■ **Exercise brief**
Scan the records below for the line containing "cutoff) && has_http_base(e))" and the line containing "it already ran.". Copy both, plus every line between, exactly.

■ **Source records**
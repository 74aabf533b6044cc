//! Preemptive cache replay.
//!
//! # Responsibilities
//! - Prune stale and non-HTTP entries from the store
//! - Replay the rest through the live router, most general routes first
//! - Skip entries whose UI plugin is gone, disabled or opted out
//!
//! # Design Decisions
//! - Runs at most once per replayer, after the full server is listening
//! - Each replay is its own task: a panicking handler fails one entry, not the run
//! - Replays carry [`X_PREEMPTIVE_RECORDING`] so they are not recorded again

use std::collections::BTreeMap;
use std::panic::{catch_unwind, AssertUnwindSafe};
use std::sync::atomic::{AtomicBool, Ordering};
use std::sync::Arc;
use std::time::{Duration, Instant};

use axum::{
    body::Body,
    http::{header, HeaderName, HeaderValue, Method, Request},
    Router,
};
use tower::ServiceExt;
use url::Url;

use crate::cache::store::{now_secs, CacheReplayEntry, PreemptiveCacheStore};
use crate::observability::metrics;
use crate::plugins::PluginRegistry;
use crate::routing::contributor::panic_message;

/// Marks a request as a replay; the value is the UI view (`_default` or plugin id).
pub const X_PREEMPTIVE_RECORDING: &str = "x-preemptive-recording";

const DEFAULT_VIEW: &str = "_default";

#[derive(Debug, Default, Clone, Copy, PartialEq, Eq)]
pub struct ReplayReport {
    pub replayed: usize,
    pub skipped: usize,
    pub failed: usize,
}

/// True for entries accessed after `cutoff` (seconds since the epoch).
pub fn is_fresh(entry: &CacheReplayEntry, cutoff: u64) -> bool {
    entry.timestamp > cutoff
}

/// True for entries whose base URL is http or https.
pub fn has_http_base(entry: &CacheReplayEntry) -> bool {
    Url::parse(&entry.base_url)
        .map(|url| matches!(url.scheme(), "http" | "https"))
        .unwrap_or(false)
}

/// Routes by `(slash count, route)`, entries by count descending.
pub fn replay_order(
    data: BTreeMap<String, Vec<CacheReplayEntry>>,
) -> Vec<(String, Vec<CacheReplayEntry>)> {
    let mut routes: Vec<_> = data.into_iter().collect();
    routes.sort_by(|(a, _), (b, _)| {
        let depth = |r: &str| r.matches('/').count();
        depth(a).cmp(&depth(b)).then_with(|| a.cmp(b))
    });
    for (_, entries) in routes.iter_mut() {
        entries.sort_by(|a, b| b.count.cmp(&a.count));
    }
    routes
}

pub struct PreemptiveCacheReplayer {
    ran: AtomicBool,
    retention: Duration,
    plugins: Arc<dyn PluginRegistry>,
}

impl PreemptiveCacheReplayer {
    pub fn new(until_days: u64, plugins: Arc<dyn PluginRegistry>) -> Self {
        Self {
            ran: AtomicBool::new(false),
            retention: Duration::from_secs(until_days.saturating_mul(24 * 60 * 60)),
            plugins,
        }
    }

    pub fn has_run(&self) -> bool {
        self.ran.load(Ordering::SeqCst)
    }

    /// Prune the store and return the entries to replay, in replay order.
    pub fn select(&self, store: &PreemptiveCacheStore) -> Vec<(String, Vec<CacheReplayEntry>)> {
        let cutoff = now_secs().saturating_sub(self.retention.as_secs());
        let kept = store.clean_all_data(|_, entries| {
            entries
                .into_iter()
                .filter(|e| is_fresh(e, cutoff) && has_http_base(e))
                .collect()
        });
        replay_order(kept)
    }

    /// Replay the store through `app`. Returns `None` if it already ran.
    pub async fn run_once(&self, store: &PreemptiveCacheStore, app: Router) -> Option<ReplayReport> {
        if self.ran.swap(true, Ordering::SeqCst) {
            tracing::debug!("Preemptive cache already replayed");
            return None;
        }

        let mut report = ReplayReport::default();
        for (route, entries) in self.select(store) {
            for entry in entries {
                if let Some(plugin) = entry.plugin.as_deref() {
                    if !self.plugin_allows(plugin) {
                        report.skipped += 1;
                        metrics::record_replay("skipped");
                        continue;
                    }
                }

                if Self::replay(&route, &entry, app.clone()).await {
                    report.replayed += 1;
                    metrics::record_replay("replayed");
                } else {
                    report.failed += 1;
                    metrics::record_replay("failed");
                }
            }
        }

        tracing::info!(
            replayed = report.replayed,
            skipped = report.skipped,
            failed = report.failed,
            "Preemptive caching done"
        );
        Some(report)
    }

    fn plugin_allows(&self, plugin: &str) -> bool {
        let checked = catch_unwind(AssertUnwindSafe(|| {
            let Some(info) = self.plugins.plugin_info(plugin).filter(|i| i.enabled) else {
                return Err("it is not installed or enabled");
            };
            let Some(implementation) = info.implementation.as_ref() else {
                return Err("it is not installed or enabled");
            };
            let Some(ui) = implementation.ui() else {
                return Err("it is not a UI plugin");
            };
            if !ui.preemptive_caching_enabled() {
                return Err("it has disabled preemptive caching");
            }
            Ok(())
        }));

        match checked {
            Ok(Ok(())) => true,
            Ok(Err(reason)) => {
                tracing::info!(plugin = %plugin, reason, "Not preemptively caching plugin");
                false
            }
            Err(panic) => {
                tracing::error!(
                    plugin = %plugin,
                    error = %panic_message(panic.as_ref()),
                    "Error while checking if plugin has preemptive caching enabled, skipping entry"
                );
                false
            }
        }
    }

    async fn replay(route: &str, entry: &CacheReplayEntry, app: Router) -> bool {
        let view = entry.plugin.as_deref().unwrap_or(DEFAULT_VIEW);
        let request = match build_request(entry, view) {
            Ok(request) => request,
            Err(e) => {
                tracing::error!(route = %route, error = %e, "Could not build preemptive cache request");
                return false;
            }
        };

        tracing::info!(route = %route, view, path = %entry.path, "Preemptively caching");
        let start = Instant::now();
        match tokio::spawn(app.oneshot(request)).await {
            Ok(Ok(response)) if !response.status().is_server_error() => {
                tracing::info!(route = %route, elapsed_ms = start.elapsed().as_millis() as u64, "... done");
                true
            }
            Ok(Ok(response)) => {
                tracing::error!(route = %route, status = %response.status(), "Preemptive caching request failed");
                false
            }
            Ok(Err(never)) => match never {},
            Err(e) => {
                tracing::error!(route = %route, error = %e, "Error while preemptively caching");
                false
            }
        }
    }
}

/// Entry fields merged with its additional request data.
fn build_request(entry: &CacheReplayEntry, view: &str) -> Result<Request<Body>, axum::http::Error> {
    let extra = &entry.additional_request_data;
    let text = |key: &str| extra.get(key).and_then(|v| v.as_str());

    let method = text("method").unwrap_or(&entry.method);
    let path = text("path").unwrap_or(&entry.path);
    let query = text("query_string").unwrap_or(&entry.query_string);

    let uri = if query.is_empty() {
        path.to_string()
    } else {
        format!("{path}?{query}")
    };

    let mut builder = Request::builder()
        .method(Method::from_bytes(method.as_bytes())?)
        .uri(uri);

    if let Some(host) = Url::parse(&entry.base_url).ok().and_then(|u| {
        u.host_str()
            .map(|h| u.port().map_or_else(|| h.to_string(), |p| format!("{h}:{p}")))
    }) {
        builder = builder.header(header::HOST, host);
    }

    let extra_headers = extra
        .get("headers")
        .and_then(|v| v.as_object())
        .into_iter()
        .flatten()
        .filter_map(|(k, v)| v.as_str().map(|v| (k.as_str(), v)));

    for (name, value) in entry
        .headers
        .iter()
        .map(|(k, v)| (k.as_str(), v.as_str()))
        .chain(extra_headers)
    {
        builder = builder.header(HeaderName::from_bytes(name.as_bytes())?, HeaderValue::from_str(value)?);
    }

    builder
        .header(X_PREEMPTIVE_RECORDING, view)
        .body(Body::empty())
}

#[cfg(test)]
mod tests {
    use super::*;

    fn entry(path: &str, count: u64) -> CacheReplayEntry {
        let mut e = CacheReplayEntry::new("http://localhost:5000/", path);
        e.count = count;
        e
    }

    #[test]
    fn routes_ordered_by_depth_then_name() {
        let mut data = BTreeMap::new();
        data.insert("/a/b".to_string(), vec![entry("/a/b", 50)]);
        data.insert("/b".to_string(), vec![entry("/b", 1)]);
        data.insert("/a".to_string(), vec![entry("/a", 5), entry("/a", 9)]);

        let ordered = replay_order(data);
        let routes: Vec<_> = ordered.iter().map(|(r, _)| r.as_str()).collect();
        assert_eq!(routes, vec!["/a", "/b", "/a/b"]);

        let counts: Vec<_> = ordered[0].1.iter().map(|e| e.count).collect();
        assert_eq!(counts, vec![9, 5]);
    }

    #[test]
    fn scheme_filter() {
        assert!(has_http_base(&entry("/", 1)));
        let mut ftp = entry("/", 1);
        ftp.base_url = "ftp://host/".into();
        assert!(!has_http_base(&ftp));
        ftp.base_url = String::new();
        assert!(!has_http_base(&ftp));
    }

    #[test]
    fn freshness_is_strict() {
        let mut e = entry("/", 1);
        e.timestamp = 100;
        assert!(is_fresh(&e, 99));
        assert!(!is_fresh(&e, 100));
    }

    #[test]
    fn request_merges_additional_data() {
        let mut e = entry("/", 1).with_query("l10n=de").with_header("accept-language", "de");
        e.additional_request_data.insert("path".into(), "/override".into());
        e.additional_request_data.insert(
            "headers".into(),
            serde_json::json!({ "x-extra": "1" }),
        );

        let request = build_request(&e, "theme").unwrap();
        assert_eq!(request.uri(), "/override?l10n=de");
        assert_eq!(request.headers()["host"], "localhost:5000");
        assert_eq!(request.headers()["accept-language"], "de");
        assert_eq!(request.headers()["x-extra"], "1");
        assert_eq!(request.headers()[X_PREEMPTIVE_RECORDING], "theme");
    }
}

■ **Response box**
                .filter(|e| is_fresh(e, cutoff) && has_http_base(e))
                .collect()
        });
        replay_order(kept)
    }

    /// Replay the store through `app`. Returns `None` if it already ran.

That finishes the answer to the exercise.